Action item |
Scan the data below and work out how many of its lines contain the word "PredictThresholds". Give only that number.

### Source material ###

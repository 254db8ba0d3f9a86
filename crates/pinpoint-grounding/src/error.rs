use std::path::PathBuf;

/// Errors that can occur while locating an object.
#[derive(Debug, thiserror::Error)]
pub enum GroundingError {
    /// The referenced image file does not exist.
    #[error("Image file does not exist: {0}")]
    NotFound(PathBuf),

    /// A collection that must be non-empty was empty.
    #[error("Invariant violated: {0}")]
    InvariantViolation(&'static str),

    /// A pipeline stage failed. Carries the original error as its source.
    #[error("{context}: {source}")]
    DetectionFailure {
        /// The stage that failed.
        context: String,
        /// The underlying error.
        #[source]
        source: Box<dyn std::error::Error + Send + Sync>,
    },

    /// The crop window is empty once clamped to the image.
    #[error("Region ({0}, {1}, {2}, {3}) does not overlap the image")]
    InvalidRegion(f64, f64, f64, f64),

    /// The external model reported an error.
    #[error("Model inference failed. {0}")]
    Model(#[source] Box<dyn std::error::Error + Send + Sync>),

    /// Error related to image I/O.
    #[error(transparent)]
    Io(#[from] pinpoint_io::IoError),

    /// Error related to image buffers.
    #[error(transparent)]
    Image(#[from] pinpoint_image::ImageError),

    /// Error reading a file.
    #[error("Failed to read the file. {0}")]
    File(#[from] std::io::Error),

    /// Error parsing a JSON document.
    #[error("Failed to parse JSON. {0}")]
    Json(#[from] serde_json::Error),
}

impl GroundingError {
    /// Wraps `source` as a [`GroundingError::DetectionFailure`] for the given stage.
    pub fn detection_failure(
        context: impl Into<String>,
        source: impl Into<Box<dyn std::error::Error + Send + Sync>>,
    ) -> Self {
        GroundingError::DetectionFailure {
            context: context.into(),
            source: source.into(),
        }
    }
}
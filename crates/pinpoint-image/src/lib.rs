#![deny(missing_docs)]
//! Image types for generating and manipulating images

/// image representation for computer vision purposes.
pub mod image;

/// Error types for the image module.
pub mod error;

pub use crate::error::ImageError;
pub use crate::image::{Image, ImageSize};
use std::path::Path;

use pinpoint_image::Image;
use pinpoint_io::functional::read_image_any_rgb8;

use crate::{
    boxes::DetectionBox,
    error::GroundingError,
    model::{GroundingModel, PredictThresholds},
};

/// The boxes found by one model call, together with the image they were found on.
#[derive(Debug, Clone)]
pub struct Detections {
    /// The decoded source image.
    pub image: Image<u8, 3>,
    /// The boxes in detector order.
    pub boxes: Vec<DetectionBox>,
}

impl Detections {
    /// Whether the model found nothing.
    #[inline]
    pub fn is_empty(&self) -> bool {
        self.boxes.is_empty()
    }

    /// Number of boxes found.
    #[inline]
    pub fn len(&self) -> usize {
        self.boxes.len()
    }
}

/// Runs the model once on the image at `image_path`.
///
/// `threshold` is used both as the box and as the phrase confidence cutoff.
///
/// # Arguments
///
/// * `model` - The open-vocabulary detector.
/// * `image_path` - Path to the image to detect on.
/// * `prompt` - Free-text description of the object.
/// * `threshold` - Confidence cutoff.
///
/// # Returns
///
/// The decoded image and the detected boxes, scaled to its pixel dimensions. No
/// detection clearing the threshold yields an empty set.
///
/// # Errors
///
/// [`GroundingError::NotFound`] if the file does not exist; the model is not invoked
/// in that case.
pub fn detect<M: GroundingModel>(
    model: &M,
    image_path: impl AsRef<Path>,
    prompt: &str,
    threshold: f64,
) -> Result<Detections, GroundingError> {
    let image_path = image_path.as_ref();
    if !image_path.exists() {
        return Err(GroundingError::NotFound(image_path.to_path_buf()));
    }

    let image = read_image_any_rgb8(image_path)?;

    log::debug!(
        "running model inference on {} ({}) with threshold {threshold}",
        image_path.display(),
        image.size()
    );

    let raw = model
        .predict(&image, prompt, PredictThresholds::uniform(threshold))
        .map_err(|e| GroundingError::Model(Box::new(e)))?;

    let size = image.size();
    let boxes = raw
        .into_iter()
        .map(|r| DetectionBox::from_raw(r, size))
        .collect::<Vec<_>>();

    if boxes.is_empty() {
        log::info!("no objects detected in {}", image_path.display());
    }

    Ok(Detections { image, boxes })
}
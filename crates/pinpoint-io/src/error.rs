/// An error type for the io module.
#[derive(thiserror::Error, Debug)]
pub enum IoError {
    /// Error when the file does not exist.
    #[error("File does not exist: {0}")]
    FileDoesNotExist(std::path::PathBuf),

    /// Invalid file extension.
    #[error("File does not have a valid extension: {0}")]
    InvalidFileExtension(std::path::PathBuf),

    /// Error to open or write the file.
    #[error("Failed to manipulate the file. {0}")]
    FileError(#[from] std::io::Error),

    /// Error to create the image.
    #[error("Failed to create image. {0}")]
    ImageCreationError(#[from] pinpoint_image::ImageError),

    /// Error reported by the image codec.
    #[error("Image codec failure. {0}")]
    ImageDecodeError(#[from] image::ImageError),
}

###

Your solution |
2